PROBLEM DETAILS: For each line below that holds the word "label", make a copy.
╭─ GIVEN DATA
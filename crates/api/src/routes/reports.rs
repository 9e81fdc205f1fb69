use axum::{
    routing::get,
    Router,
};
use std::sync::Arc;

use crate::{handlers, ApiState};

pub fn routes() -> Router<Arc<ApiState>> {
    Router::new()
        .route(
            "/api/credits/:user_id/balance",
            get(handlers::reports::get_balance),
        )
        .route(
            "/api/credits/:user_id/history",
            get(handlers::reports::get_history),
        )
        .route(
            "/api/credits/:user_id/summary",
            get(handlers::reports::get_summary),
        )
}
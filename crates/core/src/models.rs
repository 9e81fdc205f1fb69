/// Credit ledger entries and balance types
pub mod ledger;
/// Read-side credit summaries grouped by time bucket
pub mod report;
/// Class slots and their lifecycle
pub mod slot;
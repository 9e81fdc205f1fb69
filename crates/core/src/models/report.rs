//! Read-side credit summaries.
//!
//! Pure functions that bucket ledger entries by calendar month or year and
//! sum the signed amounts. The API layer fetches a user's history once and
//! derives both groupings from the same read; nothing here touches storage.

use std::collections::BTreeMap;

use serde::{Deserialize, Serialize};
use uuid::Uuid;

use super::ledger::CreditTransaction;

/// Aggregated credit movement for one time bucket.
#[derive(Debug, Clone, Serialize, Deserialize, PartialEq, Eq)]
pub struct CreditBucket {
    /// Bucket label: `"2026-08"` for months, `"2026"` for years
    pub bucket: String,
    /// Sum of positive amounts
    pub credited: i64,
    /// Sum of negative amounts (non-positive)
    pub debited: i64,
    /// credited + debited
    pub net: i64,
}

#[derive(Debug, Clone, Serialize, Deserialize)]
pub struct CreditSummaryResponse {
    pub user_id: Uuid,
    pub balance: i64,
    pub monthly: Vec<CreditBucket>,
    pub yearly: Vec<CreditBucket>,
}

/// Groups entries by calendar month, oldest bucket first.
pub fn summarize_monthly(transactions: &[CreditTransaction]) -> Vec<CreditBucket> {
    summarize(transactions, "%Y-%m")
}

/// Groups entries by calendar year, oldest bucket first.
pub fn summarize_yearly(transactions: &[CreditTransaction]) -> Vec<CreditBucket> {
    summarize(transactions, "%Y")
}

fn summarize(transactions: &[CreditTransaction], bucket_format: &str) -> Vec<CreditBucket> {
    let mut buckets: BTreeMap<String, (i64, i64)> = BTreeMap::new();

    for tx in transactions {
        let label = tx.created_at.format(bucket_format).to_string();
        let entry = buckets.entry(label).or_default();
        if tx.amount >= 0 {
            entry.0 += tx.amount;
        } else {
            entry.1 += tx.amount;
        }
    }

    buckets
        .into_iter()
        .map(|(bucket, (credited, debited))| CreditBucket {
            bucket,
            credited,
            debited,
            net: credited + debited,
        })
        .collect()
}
╰─
RESPONSE TO THE EXERCISE:
    /// Bucket label: `"2026-08"` for months, `"2026"` for years
        let label = tx.created_at.format(bucket_format).to_string();
        let entry = buckets.entry(label).or_default();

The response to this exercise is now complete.